Jessica Anne Bond (born Jessica Manafort; June 13, 1982) is an American director, screenwriter, and producer known for her 2007 film Remember the Daze.

Career
In 2007, Bond directed the film Remember the Daze starring Amber Heard, Brie Larson, and Leighton Meester. The film premiered at the 2007 Los Angeles Film Festival under the title The Beautiful Ordinary. Remember the Daze has a 46% Audience rating on Rotten Tomatoes and Peter Debruge in Variety states "Remember the Daze" demonstrates considerable promise on the part of its director. https://variety.com/2007/film/markets-festivals/remember-the-daze-1200558085/amp/

Bond's follow up film Rosy was released on Hulu in 2018. Stacy Martin plays an actress and Nat Wolff as a man obsessed with her. The film also starred Tony Shalhoub, Johnny Knoxville, and Sky Ferreira. Jonathan Schwartz and Alex Bach produced. Rotten Tomatoes shows zero reviews for this film.

Personal life
Bond is the daughter of American lobbyist and campaign manager Paul Manafort. From 2013 to 2017, she was married to real estate developer Jeffrey Yohai. In 2018, Bond announced she was changing her last name both professionally and legally from Manafort to her mother's maiden name, Bond, in order to distance herself from her father after his conviction.

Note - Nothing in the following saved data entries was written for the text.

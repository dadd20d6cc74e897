//! Geometric Layer: the Augmented Line Arrangement
//!
//! Encodes every combinatorially distinct slice barcode of the module
//! at once. A slice line with angle in `(0°, 90°)` corresponds to a
//! point of the dual `(slope, offset)` plane; the dual lines of the
//! anchor grades subdivide that plane into faces, and every dual point
//! inside one face orders the template-point pushes identically. Each
//! face therefore carries a single symbolic [`TemplateEntry`] list that
//! specializes to the concrete barcode of any of its lines.
//!
//! Construction is exact throughout; see [`builder`] for the clipping
//! and linking strategy and [`dcel`] for the arena representation.

mod anchor;
mod builder;
mod dcel;
mod template;

pub use anchor::{support_lines, SupportLine};
pub use builder::build_arrangement;
pub use dcel::{
    Arrangement, DualPoint, Face, FaceId, HalfEdge, HalfEdgeId, SlabColumn, SlabIndex, Vertex,
    VertexId,
};
pub use template::TemplateEntry;

pub(crate) use template::{match_events, PushEvent};
//! Barcode Templates
//!
//! A face's template records, symbolically, which template points pair
//! up along every slice line whose dual point lies inside the face. The
//! pairing is computed once from the face centroid; the defining
//! invariant of the arrangement is that the same pairing is valid for
//! every interior point of the face.
//!
//! Pushing a template point onto the primal line `y = m·x + b` moves it
//! up/right to the least point of the line that dominates it; the push
//! is recorded by the `x` coordinate of where it lands, which orders
//! events along the line. Birth events (ξ₀ multiplicities) and death
//! events (ξ₁ multiplicities) are swept in push order, births first at
//! equal positions, and each death consumes the lowest-position births
//! still unmatched, carrying multiplicity. Births left over at the end
//! are open (essential) entries; deaths left over kill nothing on this
//! slice and are dropped.

use num_rational::BigRational;
use serde::{Deserialize, Serialize};
use std::collections::VecDeque;

use crate::numeric::{ExactValue, GradeIndex};
use crate::presentation::TemplatePoint;

/// One symbolic template entry: indices into the template-point list.
/// `death: None` marks an open bar.
#[derive(Debug, Clone, Copy, PartialEq, Eq, Serialize, Deserialize)]
pub struct TemplateEntry {
    pub birth: usize,
    pub death: Option<usize>,
    pub multiplicity: u32,
}

/// A birth or death event at an exact position along a slice line.
#[derive(Debug, Clone)]
pub(crate) struct PushEvent {
    pub pos: ExactValue,
    pub death: bool,
    pub point: usize,
    pub multiplicity: u32,
}

/// Exact push of the primal point `(px, py)` onto the line
/// `y = m·x + b` with `m > 0`, as the `x` coordinate of the landing
/// point. `inf` coordinates push to `inf`.
pub(crate) fn push_position(
    px: &ExactValue,
    py: &ExactValue,
    m: &BigRational,
    b: &BigRational,
) -> ExactValue {
    let m = ExactValue::Finite(m.clone());
    let b = ExactValue::Finite(b.clone());
    let line_at_px = &(&m * px) + &b;
    if *py <= line_at_px {
        px.clone()
    } else {
        &(py - &b) / &m
    }
}

/// Sweeps events in `(position, births first, point index)` order and
/// pairs deaths with the earliest unmatched births.
pub(crate) fn match_events(mut events: Vec<PushEvent>) -> Vec<TemplateEntry> {
    events.sort_by(|a, b| {
        a.pos
            .cmp(&b.pos)
            .then(a.death.cmp(&b.death))
            .then(a.point.cmp(&b.point))
    });

    let mut open: VecDeque<(usize, u32)> = VecDeque::new();
    let mut entries = Vec::new();
    for ev in events {
        if !ev.death {
            open.push_back((ev.point, ev.multiplicity));
            continue;
        }
        let mut remaining = ev.multiplicity;
        while remaining > 0 {
            let Some((birth, avail)) = open.front_mut() else { break };
            let used = remaining.min(*avail);
            entries.push(TemplateEntry {
                birth: *birth,
                death: Some(ev.point),
                multiplicity: used,
            });
            remaining -= used;
            *avail -= used;
            if *avail == 0 {
                open.pop_front();
            }
        }
    }
    for (birth, multiplicity) in open {
        entries.push(TemplateEntry { birth, death: None, multiplicity });
    }
    entries
}

/// The template of the face whose centroid is `(m, b)`.
pub(crate) fn face_template(
    points: &[TemplatePoint],
    x_index: &GradeIndex,
    y_index: &GradeIndex,
    m: &BigRational,
    b: &BigRational,
) -> Vec<TemplateEntry> {
    let mut events = Vec::new();
    for (i, p) in points.iter().enumerate() {
        if p.zero == 0 && p.one == 0 {
            continue;
        }
        let pos = push_position(x_index.value(p.x), y_index.value(p.y), m, b);
        if p.zero > 0 {
            events.push(PushEvent { pos: pos.clone(), death: false, point: i, multiplicity: p.zero });
        }
        if p.one > 0 {
            events.push(PushEvent { pos, death: true, point: i, multiplicity: p.one });
        }
    }
    match_events(events)
}

#[cfg(test)]
mod tests {
    use super::*;
    use num_bigint::BigInt;

    fn rat(n: i64) -> BigRational {
        BigRational::from_integer(BigInt::from(n))
    }

    fn v(n: i64) -> ExactValue {
        ExactValue::from_int(n)
    }

    #[test]
    fn test_push_below_and_above() {
        // line y = x
        let m = rat(1);
        let b = rat(0);
        // below the line: pushed straight up, position is its own x
        assert_eq!(push_position(&v(2), &v(1), &m, &b), v(2));
        // above the line: pushed right to x = y
        assert_eq!(push_position(&v(1), &v(3), &m, &b), v(3));
        // on the line
        assert_eq!(push_position(&v(2), &v(2), &m, &b), v(2));
        // infinite coordinate never lands
        assert_eq!(push_position(&v(0), &ExactValue::Infinity, &m, &b), ExactValue::Infinity);
    }

    #[test]
    fn test_death_consumes_earliest_birth() {
        let events = vec![
            PushEvent { pos: v(0), death: false, point: 0, multiplicity: 1 },
            PushEvent { pos: v(1), death: false, point: 1, multiplicity: 1 },
            PushEvent { pos: v(1), death: true, point: 2, multiplicity: 1 },
        ];
        let entries = match_events(events);
        assert_eq!(
            entries,
            vec![
                TemplateEntry { birth: 0, death: Some(2), multiplicity: 1 },
                TemplateEntry { birth: 1, death: None, multiplicity: 1 },
            ]
        );
    }

    #[test]
    fn test_multiplicity_split_across_births() {
        let events = vec![
            PushEvent { pos: v(0), death: false, point: 0, multiplicity: 2 },
            PushEvent { pos: v(1), death: false, point: 1, multiplicity: 1 },
            PushEvent { pos: v(2), death: true, point: 2, multiplicity: 3 },
        ];
        let entries = match_events(events);
        assert_eq!(
            entries,
            vec![
                TemplateEntry { birth: 0, death: Some(2), multiplicity: 2 },
                TemplateEntry { birth: 1, death: Some(2), multiplicity: 1 },
            ]
        );
    }

    #[test]
    fn test_excess_death_is_dropped() {
        // one birth, two incomparable deaths: only the earlier death
        // kills anything on this slice
        let events = vec![
            PushEvent { pos: v(0), death: false, point: 0, multiplicity: 1 },
            PushEvent { pos: v(1), death: true, point: 1, multiplicity: 1 },
            PushEvent { pos: v(2), death: true, point: 2, multiplicity: 1 },
        ];
        let entries = match_events(events);
        assert_eq!(
            entries,
            vec![TemplateEntry { birth: 0, death: Some(1), multiplicity: 1 }]
        );
    }

    #[test]
    fn test_birth_before_death_at_equal_position() {
        let events = vec![
            PushEvent { pos: v(1), death: true, point: 1, multiplicity: 1 },
            PushEvent { pos: v(1), death: false, point: 0, multiplicity: 1 },
        ];
        let entries = match_events(events);
        assert_eq!(
            entries,
            vec![TemplateEntry { birth: 0, death: Some(1), multiplicity: 1 }]
        );
    }

    #[test]
    fn test_face_template_of_merge_pattern() {
        // template points of two components merging: births at (0,0)
        // and (1,0), death at (1,1); slice line y = x
        let points = vec![
            TemplatePoint::new(0, 0, 1, 0, 0),
            TemplatePoint::new(1, 0, 1, 0, 0),
            TemplatePoint::new(1, 1, 0, 1, 0),
        ];
        let idx = GradeIndex::from_values(vec![v(0), v(1)]);
        let entries = face_template(&points, &idx, &idx, &rat(1), &rat(0));
        assert_eq!(
            entries,
            vec![
                TemplateEntry { birth: 0, death: Some(2), multiplicity: 1 },
                TemplateEntry { birth: 1, death: None, multiplicity: 1 },
            ]
        );
    }
}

She is quoted saying “I am a passionate liberal and a registered Democrat and this has been difficult for me. Although I am ‘the daughter of,’ I am very much my own person and hopefully people can realize that.”

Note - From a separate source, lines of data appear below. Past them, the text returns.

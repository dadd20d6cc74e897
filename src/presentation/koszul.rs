//! Homology-Based Betti Numbers via the Koszul Complex
//!
//! Alternative Betti-number strategy that never materializes the
//! presentation. At each grade `a` the three Betti numbers are the
//! homology dimensions of the Koszul complex
//!
//!   M(a−e₁−e₂) → M(a−e₁) ⊕ M(a−e₂) → M(a)
//!
//! and every dimension in sight reduces to exact ranks of cycle and
//! boundary subspaces of the middle chain group:
//!
//! - ξ₀(a) = dim Z(a) − dim(Z(a−e₁) + Z(a−e₂) + B(a))
//! - ξ₂(a) = dim(B(a−e₁) ∩ B(a−e₂)) − dim B(a−e₁−e₂)
//! - ξ₁(a) from the two above and the Euler characteristic of the
//!   complex.
//!
//! Faster than building the presentation when only the template points
//! are wanted; cannot emit presentation data. Grid rows are independent
//! and evaluated in parallel.

use rayon::prelude::*;
use std::collections::BTreeMap;

use crate::error::{Error, Result};
use crate::filtration::Bifiltration;
use crate::matrix::{Column, F2Basis};
use crate::numeric::Grade;

use super::betti::{boundary_rank, collect_template_points, cycle_basis, TemplatePoint};

/// Template points from per-grade Koszul homology ranks.
pub fn koszul_template_points(f: &Bifiltration) -> Result<Vec<TemplatePoint>> {
    let nx = f.x_index.len();
    let ny = f.y_index.len();
    if nx == 0 || ny == 0 {
        return Ok(Vec::new());
    }
    let order = f.low.colex_order();

    let rows: Vec<Vec<(usize, [i64; 3])>> = (0..ny)
        .into_par_iter()
        .map(|j| {
            (0..nx)
                .map(|i| Ok((i, betti_at(f, i, j, &order)?)))
                .collect::<Result<Vec<_>>>()
        })
        .collect::<Result<Vec<_>>>()?;

    let mut counts: BTreeMap<(usize, usize), [u32; 3]> = BTreeMap::new();
    for (j, row) in rows.into_iter().enumerate() {
        for (i, betti) in row {
            if betti.iter().any(|&b| b > 0) {
                counts.insert((j, i), [betti[0] as u32, betti[1] as u32, betti[2] as u32]);
            }
        }
    }
    Ok(collect_template_points(counts))
}

fn betti_at(f: &Bifiltration, i: usize, j: usize, order: &[usize]) -> Result<[i64; 3]> {
    let g = Grade::new(i, j);
    let z_dim = cycle_basis(f, g, order).len() as i64;
    let b_dim = boundary_rank(f, g) as i64;

    let boundary_cols = |g: Grade| -> Vec<&Column> {
        f.high.columns_at(g).map(|c| &f.high.columns[c]).collect()
    };

    // span of the two one-step-lower cycle spaces together with the
    // boundaries at `a`; cycle combinations are already chain vectors
    // in middle-cell coordinates
    let mut d1_span = F2Basis::new();
    if i > 0 {
        for col in cycle_basis(f, Grade::new(i - 1, j), order) {
            d1_span.insert(col);
        }
    }
    if j > 0 {
        for col in cycle_basis(f, Grade::new(i, j - 1), order) {
            d1_span.insert(col);
        }
    }
    for col in boundary_cols(g) {
        d1_span.insert(col.clone());
    }
    let zero = z_dim - d1_span.rank() as i64;

    let two = if i > 0 && j > 0 {
        let b1 = boundary_cols(Grade::new(i - 1, j));
        let b2 = boundary_cols(Grade::new(i, j - 1));
        let r1 = F2Basis::rank_of(b1.iter().copied()) as i64;
        let r2 = F2Basis::rank_of(b2.iter().copied()) as i64;
        let r_union = F2Basis::rank_of(b1.iter().chain(b2.iter()).copied()) as i64;
        let r_corner = boundary_rank(f, Grade::new(i - 1, j - 1)) as i64;
        (r1 + r2 - r_union) - r_corner
    } else {
        0
    };

    let m_left = if i > 0 { module_dim(f, Grade::new(i - 1, j), order) } else { 0 };
    let m_below = if j > 0 { module_dim(f, Grade::new(i, j - 1), order) } else { 0 };
    let m_corner = if i > 0 && j > 0 {
        module_dim(f, Grade::new(i - 1, j - 1), order)
    } else {
        0
    };
    let rank_d1 = d1_span.rank() as i64 - b_dim;
    let one = m_left + m_below - rank_d1 - (m_corner - two);

    if zero < 0 || one < 0 || two < 0 {
        return Err(Error::invariant(format!(
            "negative Koszul rank at grade ({i}, {j}): ({zero}, {one}, {two})"
        )));
    }
    Ok([zero, one, two])
}

fn module_dim(f: &Bifiltration, g: Grade, order: &[usize]) -> i64 {
    cycle_basis(f, g, order).len() as i64 - boundary_rank(f, g) as i64
}

#[cfg(test)]
mod tests {
    use super::*;
    use crate::filtration::tests::two_points_one_edge;
    use crate::filtration::GradedSimplex;
    use crate::numeric::ExactValue;
    use crate::presentation::betti::betti_from_presentation;
    use crate::presentation::minimal::minimal_presentation;

    fn v(n: i64) -> ExactValue {
        ExactValue::from_int(n)
    }

    fn agree(f: &Bifiltration) {
        let via_pres = betti_from_presentation(&minimal_presentation(f).unwrap());
        let via_koszul = koszul_template_points(f).unwrap();
        assert_eq!(via_pres, via_koszul);
    }

    #[test]
    fn test_agreement_single_vertex() {
        let f = Bifiltration::from_simplices(
            &[GradedSimplex::new(vec![0], v(0), v(0))],
            0,
        )
        .unwrap();
        agree(&f);
        assert_eq!(
            koszul_template_points(&f).unwrap(),
            vec![TemplatePoint::new(0, 0, 1, 0, 0)]
        );
    }

    #[test]
    fn test_agreement_merge() {
        agree(&two_points_one_edge());
    }

    #[test]
    fn test_agreement_hook_with_syzygy() {
        let f = crate::presentation::minimal::tests::hook();
        agree(&f);
        let points = koszul_template_points(&f).unwrap();
        let syz: Vec<_> = points.iter().filter(|p| p.two > 0).collect();
        assert_eq!(syz.len(), 1);
        assert_eq!((syz[0].x, syz[0].y, syz[0].two), (1, 1, 1));
    }

    #[test]
    fn test_agreement_degree_one_square() {
        let simplices = [
            GradedSimplex::new(vec![0], v(0), v(0)),
            GradedSimplex::new(vec![1], v(0), v(0)),
            GradedSimplex::new(vec![2], v(0), v(0)),
            GradedSimplex::new(vec![3], v(0), v(0)),
            GradedSimplex::new(vec![0, 1], v(1), v(0)),
            GradedSimplex::new(vec![1, 2], v(0), v(1)),
            GradedSimplex::new(vec![2, 3], v(1), v(0)),
            GradedSimplex::new(vec![0, 3], v(0), v(1)),
        ];
        let f = Bifiltration::from_simplices(&simplices, 1).unwrap();
        agree(&f);
        // the cycle exists once all four edges do, at the join (1, 1)
        assert_eq!(
            koszul_template_points(&f).unwrap(),
            vec![TemplatePoint::new(1, 1, 1, 0, 0)]
        );
    }
}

Financial and Legal Controversies
Bond's father, Paul Manafort, invested millions of dollars in Bond’s film projects and her now-ex-husband’s real-estate ventures.

 On November 8, 2019, Bond’s ex husband Yohai was sentenced to more than nine years in prison for a wide-ranging series of fraud schemes. The series of schemes generated more than $13 million, and included one that cheated $3 million from actor Dustin Hoffman. Hoffman and his son, actor Jacob Hoffman, invested with Yohai in a Hollywood Hills property where he planned to build a modern mansion." Jake Hoffman, Jeffrey Yohai, and Jess Bond all attended New York University at the same time.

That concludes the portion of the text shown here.